The track is named after the Margaret Atwood book, perhaps the scariest hell horror I’ve read because history has a nasty habit of copying fiction, as the good book as, there’s a time and place for everything under the sun.

The Handmaid’s Tale (wikipedia) is set in the near future in the Republic of Gilead, a theocratic military dictatorship formed within the borders of what was formerly the United States of America. It was founded by a racist, homophobic, Christian nativist-derived, theocratic-organized cult’s military coup as an ideologically driven response to the country’s ecological, physical and social degradation.

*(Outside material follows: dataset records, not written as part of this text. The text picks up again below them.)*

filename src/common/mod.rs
pub mod logging;

pub use logging::init_logger;
//! Conversion between textual IP addresses and their 16 byte binary form.
//!
//! IPv4 addresses are stored IPv4-mapped (`::ffff:a.b.c.d`), IPv6 addresses as their raw octets,
//! so both families sort together byte by byte.

mod address;
mod constants;
mod encode;
mod error;
mod format;

pub use address::BinaryAddress;
pub use constants::{ADDRESS_SIZE, MAPPED_PREFIX, MAPPED_PREFIX_SIZE, NULLED};
pub use encode::{encode, encode_ip, encode_v4, encode_v6, try_encode, try_encode_v4, try_encode_v6};
pub use error::AddressError;
pub use format::{decode, format, format_with, is_mapped, parse_hex, try_format, Compression};
//! Converts IPv4 and IPv6 addresses into a fixed 16 byte binary form and back

/// runs the subcommands of the ipbinary binary
pub mod cli;
/// encoding of textual addresses to 16 bytes and formatting of 16 bytes to text
pub mod codec;
/// functionality shared by the library and the binary
pub mod common;
/// data structures for CLI arguments and the TOML configuration file
pub mod config;

pub use codec::{
    decode, encode, encode_ip, encode_v4, encode_v6, format, format_with, try_encode,
    try_encode_v4, try_encode_v6, try_format, AddressError, BinaryAddress, Compression, NULLED,
};
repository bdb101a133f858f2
//! ID3 tag writing via lofty
//!
//! Always operates on a copy: the source file is copied into the output
//! folder first and only the copy's tag region is rewritten, so the audio
//! payload stays byte-identical to the source.
//!
//! Overwrite policy: a field present in the record is always written; a field
//! the inference left empty is preserved when `overwrite` is false and
//! cleared when `overwrite` is true.

use crate::error::{Result, TagprepError};
use crate::types::MetadataRecord;
use lofty::{Accessor, ItemKey, Probe, Tag, TagExt, TaggedFileExt};
use std::fs;
use std::path::{Path, PathBuf};
use tracing::{debug, warn};

/// Copy `source` into `output_dir` and write the record into the copy's tags.
///
/// Returns the path of the tagged copy. On any tag failure the partial copy
/// is removed, so a failed file leaves no output behind.
pub fn write_tags(
    source: &Path,
    output_dir: &Path,
    record: &MetadataRecord,
    overwrite: bool,
) -> Result<PathBuf> {
    let file_name = source
        .file_name()
        .ok_or_else(|| TagprepError::tag_write(source, "source has no file name"))?;
    let dest = output_dir.join(file_name);

    debug!("Copying {} -> {}", source.display(), dest.display());
    fs::copy(source, &dest).map_err(|e| TagprepError::tag_write(&dest, e.to_string()))?;

    if let Err(e) = apply_tags(&dest, record, overwrite) {
        let _ = fs::remove_file(&dest);
        return Err(e);
    }

    Ok(dest)
}

fn apply_tags(path: &Path, record: &MetadataRecord, overwrite: bool) -> Result<()> {
    let mut tagged_file = Probe::open(path)
        .map_err(|e| TagprepError::tag_write(path, e.to_string()))?
        .read()
        .map_err(|e| TagprepError::tag_write(path, e.to_string()))?;

    if tagged_file.primary_tag().is_none() {
        let tag_type = tagged_file.primary_tag_type();
        debug!("No existing tag in {}, creating {:?}", path.display(), tag_type);
        tagged_file.insert_tag(Tag::new(tag_type));
    }

    let tag = tagged_file
        .primary_tag_mut()
        .ok_or_else(|| TagprepError::tag_write(path, "file format has no writable tag"))?;

    match &record.title {
        Some(title) => tag.set_title(title.clone()),
        None if overwrite => tag.remove_title(),
        None => {}
    }
    match &record.artist {
        Some(artist) => tag.set_artist(artist.clone()),
        None if overwrite => tag.remove_artist(),
        None => {}
    }
    match &record.album {
        Some(album) => tag.set_album(album.clone()),
        None if overwrite => tag.remove_album(),
        None => {}
    }
    match &record.genre {
        Some(genre) => tag.set_genre(genre.clone()),
        None if overwrite => tag.remove_genre(),
        None => {}
    }
    match &record.year {
        Some(year) => match year.parse::<u32>() {
            Ok(value) => tag.set_year(value),
            Err(_) => warn!("Invalid year value '{}' for {}", year, path.display()),
        },
        None if overwrite => tag.remove_year(),
        None => {}
    }
    match &record.composer {
        Some(composer) => {
            tag.insert_text(ItemKey::Composer, composer.clone());
        }
        None if overwrite => {
            tag.remove_key(&ItemKey::Composer);
        }
        None => {}
    }
    match &record.language {
        Some(language) => {
            tag.insert_text(ItemKey::Language, language.clone());
        }
        None if overwrite => {
            tag.remove_key(&ItemKey::Language);
        }
        None => {}
    }

    tag.save_to_path(path)
        .map_err(|e| TagprepError::tag_write(path, e.to_string()))?;

    debug!("Updated tags for {}", path.display());

    Ok(())
}
//! tagprep CLI entry point

use clap::Parser;
use std::process::ExitCode;
use tagprep::config::{Cli, Settings};
use tagprep::pipeline;
use tracing_subscriber::EnvFilter;

fn main() -> ExitCode {
    // Parse CLI arguments
    let cli = Cli::parse();

    // Initialize logging
    init_logging(&cli);

    // Build settings from CLI
    let settings = Settings::from_cli(&cli);

    // Validate inputs
    if let Err(e) = validate_inputs(&cli) {
        eprintln!("Error: {}", e);
        return ExitCode::FAILURE;
    }

    // Run the pipeline
    match pipeline::run(&settings) {
        Ok(summary) => {
            println!();
            println!(
                "Summary: {} tagged, {} failed, {} skipped (of {} total)",
                summary.done, summary.failed, summary.skipped, summary.total_files
            );

            if summary.failed > 0 {
                ExitCode::from(1)
            } else {
                ExitCode::SUCCESS
            }
        }
        Err(e) => {
            eprintln!("Fatal error: {}", e);
            ExitCode::FAILURE
        }
    }
}

fn init_logging(cli: &Cli) {
    let filter = match cli.verbose {
        0 => "info",
        1 => "debug",
        _ => "trace",
    };

    let filter = if cli.quiet { "error" } else { filter };

    tracing_subscriber::fmt()
        .with_env_filter(
            EnvFilter::try_from_default_env().unwrap_or_else(|_| EnvFilter::new(filter)),
        )
        .with_target(false)
        .init();
}

fn validate_inputs(cli: &Cli) -> Result<(), String> {
    // Check input exists
    if !cli.input.exists() {
        return Err(format!(
            "Input path does not exist: {}\n\n  Tip: Check the path is correct and accessible.\n  Example:\n    tagprep -i ./untagged -o ./tagged",
            cli.input.display()
        ));
    }

    // Check output parent directory exists (we'll create the output dir itself)
    if let Some(parent) = cli.output.parent() {
        if !parent.as_os_str().is_empty() && !parent.exists() {
            return Err(format!(
                "Output parent directory does not exist: {}\n\n  Tip: The output directory will be created automatically,\n  but its parent directory must exist.\n  Example: mkdir -p {}",
                parent.display(),
                parent.display()
            ));
        }
    }

    // The credential is only needed when we actually call the service
    if cli.api_key.is_none() && !cli.dry_run {
        return Err(
            "API key not set.\n\n  Tip: Pass --api-key or set the OPENAI_API_KEY environment variable."
                .to_string(),
        );
    }

    Ok(())
}
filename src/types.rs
//! Core data types for tagprep
//!
//! These types represent the domain model and flow through the pipeline.

use serde::{Deserialize, Serialize};
use std::path::PathBuf;

// =============================================================================
// Inferred metadata
// =============================================================================

/// Structured metadata inferred for a song, prior to being written into tags.
///
/// Every field is optional: the inference service may omit any of them, and an
/// absent field means "no update" rather than "clear". Year is kept as text
/// because it arrives as free-form JSON; the tag writer validates it.
#[derive(Debug, Clone, Default, PartialEq, Eq, Serialize, Deserialize)]
pub struct MetadataRecord {
    pub title: Option<String>,
    pub artist: Option<String>,
    pub album: Option<String>,
    pub year: Option<String>,
    pub composer: Option<String>,
    pub genre: Option<String>,
    pub language: Option<String>,
}

impl MetadataRecord {
    /// True if inference produced no usable field at all
    pub fn is_empty(&self) -> bool {
        self.title.is_none()
            && self.artist.is_none()
            && self.album.is_none()
            && self.year.is_none()
            && self.composer.is_none()
            && self.genre.is_none()
            && self.language.is_none()
    }
}

// =============================================================================
// Per-file processing state
// =============================================================================

/// How far a file has progressed through the pipeline.
///
/// Files move `Pending -> Hinted -> Inferred -> Tagged -> Done`; a failure at
/// any step is recorded with the stage that was being entered.
#[derive(Debug, Clone, Copy, PartialEq, Eq)]
pub enum Stage {
    Pending,
    Hinted,
    Inferred,
    Tagged,
    Done,
}

impl Stage {
    pub fn as_str(self) -> &'static str {
        match self {
            Stage::Pending => "PENDING",
            Stage::Hinted => "HINTED",
            Stage::Inferred => "INFERRED",
            Stage::Tagged => "TAGGED",
            Stage::Done => "DONE",
        }
    }
}

impl std::fmt::Display for Stage {
    fn fmt(&self, f: &mut std::fmt::Formatter<'_>) -> std::fmt::Result {
        f.write_str(self.as_str())
    }
}

/// Terminal outcome for a single file
#[derive(Debug, Clone)]
pub enum Outcome {
    /// Output file written with updated tags
    Done,
    /// File was not sent to the service (e.g. empty hint)
    Skipped { reason: String },
    /// Failed while entering `at`; no output file remains
    Failed { at: Stage, reason: String },
}

/// Per-file processing result, appended to the run log and summary.
///
/// Exactly one is produced per discovered file and it is never mutated
/// after creation.
#[derive(Debug, Clone)]
pub struct ProcessingResult {
    pub path: PathBuf,
    pub outcome: Outcome,
}

impl ProcessingResult {
    pub fn is_done(&self) -> bool {
        matches!(self.outcome, Outcome::Done)
    }

    /// File name for log lines; falls back to the full path display
    pub fn file_name(&self) -> String {
        self.path
            .file_name()
            .map(|n| n.to_string_lossy().to_string())
            .unwrap_or_else(|| self.path.display().to_string())
    }
}
//! Fixed pacing between service calls
//!
//! A simple minimum-interval gate, not adaptive backoff: failed calls are not
//! retried, so a fixed delay between successive calls is all the service's
//! rate limit needs.

use std::time::{Duration, Instant};

/// Enforces a minimum interval between successive calls
#[derive(Debug)]
pub struct Pacer {
    min_interval: Duration,
    last_call: Option<Instant>,
}

impl Pacer {
    pub fn new(min_interval: Duration) -> Self {
        Self {
            min_interval,
            last_call: None,
        }
    }

    /// Block until at least `min_interval` has passed since the previous call,
    /// then mark the current call. The first call never waits.
    pub fn wait(&mut self) {
        if let Some(last) = self.last_call {
            let elapsed = last.elapsed();
            if elapsed < self.min_interval {
                std::thread::sleep(self.min_interval - elapsed);
            }
        }
        self.last_call = Some(Instant::now());
    }
}
//! tagprep - Batch AI-Assisted ID3 Tagging for MP3 Libraries
//!
//! A command-line utility that infers song metadata (title, artist, album,
//! year, composer, genre, language) from file names via an OpenAI-compatible
//! completion endpoint and writes it into copies of the files.
//!
//! # Architecture
//!
//! The library is organized into several key modules:
//!
//! - `config`: CLI argument parsing and runtime settings
//! - `discovery`: MP3 file scanning
//! - `hint`: Song-hint extraction from file names
//! - `inference`: Metadata inference (with swappable backends) and call pacing
//! - `tagging`: ID3 tag writing via lofty, always on a copy
//! - `pipeline`: Sequential per-file orchestration
//! - `runlog`: Append-only run log file
//!
//! # Example
//!
//! ```no_run
//! use tagprep::{config::Settings, pipeline};
//!
//! let settings = Settings::default();
//! let summary = pipeline::run(&settings).expect("Run failed");
//! println!("Tagged {} files", summary.done);
//! ```

pub mod config;
pub mod discovery;
pub mod error;
pub mod hint;
pub mod inference;
pub mod pipeline;
pub mod runlog;
pub mod tagging;
pub mod types;

// Re-export key types at crate root
pub use error::{Result, TagprepError};
pub use types::{MetadataRecord, Outcome, ProcessingResult, Stage};
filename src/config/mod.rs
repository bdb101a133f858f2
//! Configuration and CLI handling

pub mod cli;
pub mod settings;

pub use cli::Cli;
pub use settings::Settings;
//! Sequential tagging pipeline

pub mod orchestrator;

pub use orchestrator::{run, run_with_inferrer, RunSummary};
//! Song-hint extraction from file names
//!
//! Turns a raw file name into a cleaned text prompt for metadata inference:
//! drops the extension, strips leading track numbers and bracketed prefixes,
//! and normalizes separators to single spaces.

use regex::Regex;
use std::path::Path;
use std::sync::LazyLock;

static LEADING_TRACK_NO: LazyLock<Regex> =
    LazyLock::new(|| Regex::new(r"^\d+[\s_\-.]+").unwrap());
static LEADING_BRACKET: LazyLock<Regex> =
    LazyLock::new(|| Regex::new(r"^\[[^\]]*\][\s_\-.]*").unwrap());
static SEPARATORS: LazyLock<Regex> = LazyLock::new(|| Regex::new(r"[_\-.]+").unwrap());
static MULTI_SPACE: LazyLock<Regex> = LazyLock::new(|| Regex::new(r"\s+").unwrap());

/// Clean a file name into a song hint.
///
/// Always returns a string; it is empty when the name has no usable
/// characters. Path components and the extension never survive.
pub fn clean(filename: &str) -> String {
    let stem = Path::new(filename)
        .file_stem()
        .and_then(|s| s.to_str())
        .unwrap_or("");

    let name = LEADING_TRACK_NO.replace(stem, "");
    let name = LEADING_BRACKET.replace(&name, "");
    let name = SEPARATORS.replace_all(&name, " ");
    let name = MULTI_SPACE.replace_all(&name, " ");

    name.trim().to_string()
}

#[cfg(test)]
mod tests {
    use super::*;

    #[test]
    fn strips_extension_and_separators() {
        assert_eq!(clean("Bohemian_Rhapsody-Queen.mp3"), "Bohemian Rhapsody Queen");
    }

    #[test]
    fn strips_leading_track_number() {
        assert_eq!(clean("01 - Yesterday.mp3"), "Yesterday");
        assert_eq!(clean("12_Tum_Hi_Ho.mp3"), "Tum Hi Ho");
    }

    #[test]
    fn keeps_bare_numeric_names() {
        // A number with no trailing separator is the whole name, not a prefix
        assert_eq!(clean("01.mp3"), "01");
    }

    #[test]
    fn strips_bracketed_prefix() {
        assert_eq!(clean("[320kbps] Hotel California.mp3"), "Hotel California");
    }

    #[test]
    fn drops_path_components() {
        let hint = clean("music/albums/Take_Five.mp3");
        assert_eq!(hint, "Take Five");
        assert!(!hint.contains('/'));
        assert!(!hint.contains('\\'));
    }

    #[test]
    fn collapses_whitespace() {
        assert_eq!(clean("So   What  .mp3"), "So What");
    }

    #[test]
    fn unusable_name_yields_empty_hint() {
        assert_eq!(clean("___.mp3"), "");
        assert_eq!(clean(""), "");
    }

    #[test]
    fn dotted_names_lose_only_the_extension() {
        assert_eq!(clean("Mr. Blue Sky.mp3"), "Mr Blue Sky");
    }
}
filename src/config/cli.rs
//! CLI argument parsing and configuration

use clap::Parser;
use std::path::PathBuf;

/// tagprep - AI-assisted batch ID3 tagging
///
/// Scans a folder of MP3 files, infers song metadata from each file name via
/// an OpenAI-compatible completion endpoint, and writes the inferred tags into
/// copies of the files. Source files are never modified.
#[derive(Parser, Debug)]
#[command(name = "tagprep")]
#[command(author, version, about, long_about = None)]
#[command(propagate_version = true)]
pub struct Cli {
    /// Input folder (or a single MP3 file)
    #[arg(short, long, value_name = "PATH")]
    pub input: PathBuf,

    /// Output folder for tagged copies
    #[arg(short, long, value_name = "DIR")]
    pub output: PathBuf,

    /// Model identifier sent to the completion endpoint
    #[arg(short, long, default_value = "gpt-4o", value_name = "MODEL")]
    pub model: String,

    /// API credential for the completion endpoint
    #[arg(long, env = "OPENAI_API_KEY", hide_env_values = true, value_name = "KEY")]
    pub api_key: Option<String>,

    /// Base URL of the completion endpoint
    #[arg(long, default_value = "https://api.openai.com/v1", value_name = "URL")]
    pub api_base: String,

    /// Report progress after this many files reach a terminal state
    #[arg(short, long, default_value_t = 10, value_name = "N")]
    pub batch_size: usize,

    /// Minimum delay between service calls, in seconds
    #[arg(long, default_value_t = 1.0, value_name = "SECONDS")]
    pub delay: f64,

    /// Clear existing tag fields when inference returns nothing for them
    #[arg(long, default_value = "false")]
    pub overwrite: bool,

    /// Scan subdirectories recursively
    #[arg(short, long, default_value = "false")]
    pub recursive: bool,

    /// Run log file (defaults to <output>/tagprep.log)
    #[arg(long, value_name = "FILE")]
    pub log_file: Option<PathBuf>,

    /// Verbose output (can be repeated: -v, -vv)
    #[arg(short, long, action = clap::ArgAction::Count)]
    pub verbose: u8,

    /// Quiet mode (suppress progress bar and non-error logs)
    #[arg(short, long, default_value = "false")]
    pub quiet: bool,

    /// Dry run - show files that would be tagged without calling the service
    #[arg(long, default_value = "false")]
    pub dry_run: bool,
}

impl Cli {
    /// Get the effective run log path
    pub fn log_path(&self) -> PathBuf {
        self.log_file
            .clone()
            .unwrap_or_else(|| self.output.join("tagprep.log"))
    }
}
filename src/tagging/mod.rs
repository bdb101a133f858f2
//! ID3 tag writing

pub mod writer;

pub use writer::write_tags;
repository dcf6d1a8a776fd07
//! Flat-file record codec: one task per line, `id|text|completed|createdAt`.
//!
//! Records are joined by `\n` with no trailing newline, and blank lines are
//! ignored on read. Fields are escaped on write (`\\` for backslash, `\|`
//! for pipe, `\n` for newline) so task text may contain the delimiter
//! characters. Files produced by writers that never escape still parse,
//! provided no field contains a bare backslash.

use crate::task::Task;

/// Number of `|`-separated fields in a well-formed record line.
const FIELD_COUNT: usize = 4;

/// Error type for record decode operations.
#[derive(Debug, thiserror::Error)]
pub enum RecordError {
    /// The line does not split into exactly four fields.
    #[error("expected 4 fields, got {0}")]
    FieldCount(usize),
    /// The id field is not a non-negative integer.
    #[error("invalid id field: {0:?}")]
    InvalidId(String),
}

/// Encodes a single task as one record line.
#[must_use]
pub fn encode_line(task: &Task) -> String {
    format!(
        "{}|{}|{}|{}",
        task.id,
        escape(&task.text),
        task.completed,
        escape(&task.created_at)
    )
}

/// Decodes one record line into a [`Task`].
///
/// The completion field reads as `true` iff it is the literal string
/// `true`; any other value reads as `false`.
///
/// # Errors
///
/// Returns [`RecordError`] if the line does not have exactly four fields or
/// the id is not an integer.
pub fn decode_line(line: &str) -> Result<Task, RecordError> {
    let fields = split_fields(line);
    let count = fields.len();
    let Ok([id, text, completed, created_at]) = <[String; FIELD_COUNT]>::try_from(fields) else {
        return Err(RecordError::FieldCount(count));
    };
    let id = id
        .parse()
        .map_err(|_| RecordError::InvalidId(id.clone()))?;
    Ok(Task {
        id,
        text,
        completed: completed == "true",
        created_at,
    })
}

/// Encodes a full task list as a newline-joined snapshot, no trailing
/// newline.
#[must_use]
pub fn encode_snapshot(tasks: &[Task]) -> String {
    tasks
        .iter()
        .map(encode_line)
        .collect::<Vec<_>>()
        .join("\n")
}

/// Decodes a snapshot line by line, skipping blank lines.
///
/// Yields `(line_number, result)` pairs so callers can report which lines
/// were malformed; line numbers are 1-based.
pub fn decode_snapshot(content: &str) -> impl Iterator<Item = (usize, Result<Task, RecordError>)> {
    content
        .lines()
        .enumerate()
        .filter(|(_, line)| !line.trim().is_empty())
        .map(|(idx, line)| (idx + 1, decode_line(line)))
}

/// Escapes backslash, pipe, and newline within a field value.
fn escape(field: &str) -> String {
    let mut out = String::with_capacity(field.len());
    for ch in field.chars() {
        match ch {
            '\\' => out.push_str("\\\\"),
            '|' => out.push_str("\\|"),
            '\n' => out.push_str("\\n"),
            _ => out.push(ch),
        }
    }
    out
}

/// Splits a line on unescaped pipes, decoding `\\`, `\|`, and `\n`.
///
/// An unrecognized or trailing escape keeps the backslash verbatim, so
/// unescaped legacy content passes through unless it happens to contain a
/// recognized escape sequence.
fn split_fields(line: &str) -> Vec<String> {
    let mut fields = Vec::new();
    let mut current = String::new();
    let mut chars = line.chars();
    while let Some(ch) = chars.next() {
        match ch {
            '\\' => match chars.next() {
                Some('\\') => current.push('\\'),
                Some('|') => current.push('|'),
                Some('n') => current.push('\n'),
                Some(other) => {
                    current.push('\\');
                    current.push(other);
                }
                None => current.push('\\'),
            },
            '|' => fields.push(std::mem::take(&mut current)),
            _ => current.push(ch),
        }
    }
    fields.push(current);
    fields
}
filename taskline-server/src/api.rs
//! REST handlers for the task collection and item endpoints.
//!
//! Four operations over `/api/todos`: list, create, update, delete. Each
//! handler runs its own load-mutate-save cycle through the shared
//! [`TaskStore`]; there is no cross-request cache.

use std::sync::Arc;

use axum::Json;
use axum::Router;
use axum::extract::{Path, State};
use axum::http::StatusCode;
use axum::response::{IntoResponse, Response};
use axum::routing::get;
use chrono::{SecondsFormat, Utc};
use serde::Deserialize;
use serde_json::json;
use taskline_proto::task::{self, Task, TaskPatch};

use crate::static_files::StaticFiles;
use crate::store::{StoreError, TaskStore};

/// Shared state handed to every handler.
#[derive(Clone)]
pub struct AppState {
    /// Task persistence, shared across requests.
    pub store: Arc<TaskStore>,
    /// Static front-end responder for unmatched paths.
    pub statics: Arc<StaticFiles>,
}

/// Error responses for the API surface.
#[derive(Debug, thiserror::Error)]
pub enum ApiError {
    /// The request body was not valid JSON in the expected shape.
    #[error("invalid request body")]
    InvalidData,
    /// No task with the requested id exists.
    #[error("todo not found")]
    NotFound,
    /// The snapshot could not be persisted.
    #[error(transparent)]
    Store(#[from] StoreError),
}

impl IntoResponse for ApiError {
    fn into_response(self) -> Response {
        let (status, message) = match &self {
            Self::InvalidData => (StatusCode::BAD_REQUEST, "Invalid data"),
            Self::NotFound => (StatusCode::NOT_FOUND, "Todo not found"),
            Self::Store(e) => {
                tracing::error!(error = %e, "task mutation failed");
                (StatusCode::INTERNAL_SERVER_ERROR, "Internal error")
            }
        };
        (status, Json(json!({ "error": message }))).into_response()
    }
}

/// Body of a create request.
#[derive(Debug, Deserialize)]
struct CreateTodo {
    text: String,
}

/// Routes for the collection and item endpoints.
pub fn routes() -> Router<AppState> {
    Router::new()
        .route("/api/todos", get(list_todos).post(create_todo))
        .route(
            "/api/todos/{id}",
            axum::routing::put(update_todo).delete(delete_todo),
        )
}

/// `GET /api/todos` — the full task list.
async fn list_todos(State(state): State<AppState>) -> Json<Vec<Task>> {
    Json(state.store.snapshot().await)
}

/// `POST /api/todos` — create a task from `{"text": ...}`.
///
/// The new task gets id max+1 (1 when the list is empty), starts
/// uncompleted, and is stamped with the current UTC time. A body that is
/// not JSON carrying a string `text` answers 400.
async fn create_todo(
    State(state): State<AppState>,
    body: String,
) -> Result<(StatusCode, Json<Task>), ApiError> {
    let req: CreateTodo = serde_json::from_str(&body).map_err(|_| ApiError::InvalidData)?;
    let created_at = Utc::now().to_rfc3339_opts(SecondsFormat::Millis, true);

    let created = state
        .store
        .mutate(move |tasks| {
            let new = Task::new(task::next_id(tasks), req.text, created_at);
            tasks.push(new.clone());
            new
        })
        .await?;

    tracing::debug!(id = created.id, "task created");
    Ok((StatusCode::CREATED, Json(created)))
}

/// `PUT /api/todos/{id}` — shallow-merge a partial update onto one task.
///
/// An invalid JSON body answers 400, consistent with create; an unknown id
/// answers 404 without touching the snapshot.
async fn update_todo(
    State(state): State<AppState>,
    Path(id): Path<u64>,
    body: String,
) -> Result<Json<Task>, ApiError> {
    let patch: TaskPatch = serde_json::from_str(&body).map_err(|_| ApiError::InvalidData)?;

    let updated = state
        .store
        .try_mutate(move |tasks| {
            let found = tasks.iter_mut().find(|t| t.id == id)?;
            found.apply(&patch);
            Some(found.clone())
        })
        .await?;

    updated.map(Json).ok_or(ApiError::NotFound)
}

/// `DELETE /api/todos/{id}` — remove one task.
///
/// Answers 204 with an empty body on success; an unknown id answers 404
/// and leaves the snapshot untouched.
async fn delete_todo(
    State(state): State<AppState>,
    Path(id): Path<u64>,
) -> Result<StatusCode, ApiError> {
    let removed = state
        .store
        .try_mutate(move |tasks| {
            let before = tasks.len();
            tasks.retain(|t| t.id != id);
            (tasks.len() != before).then_some(())
        })
        .await?;

    match removed {
        Some(()) => {
            tracing::debug!(id, "task deleted");
            Ok(StatusCode::NO_CONTENT)
        }
        None => Err(ApiError::NotFound),
    }
}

Beginning with a staged terrorist attack (blamed on Islamic extremist terrorists) that kills the President and most of Congress, a movement calling itself the “Sons of Jacob” launches a revolution and suspends the United States Constitution under the pretext of restoring order. They are quickly able to take away all of women’s rights, largely attributed to financial records being stored electronically and labelled by gender. This allows the new rulers to freeze women’s bank accounts (the story also takes place in a future of a cashless society utilizing electronic money which leaves them with no funds after this), then outlaw employing them. The new regime moves quickly to consolidate its power and reorganize society along a new militarized, hierarchical, compulsorily cult-Christian regime of selectively skewed Old Testament-inspired social and religious ultra-conservatism among its newly created social classes. In this society, almost all women are forbidden to read.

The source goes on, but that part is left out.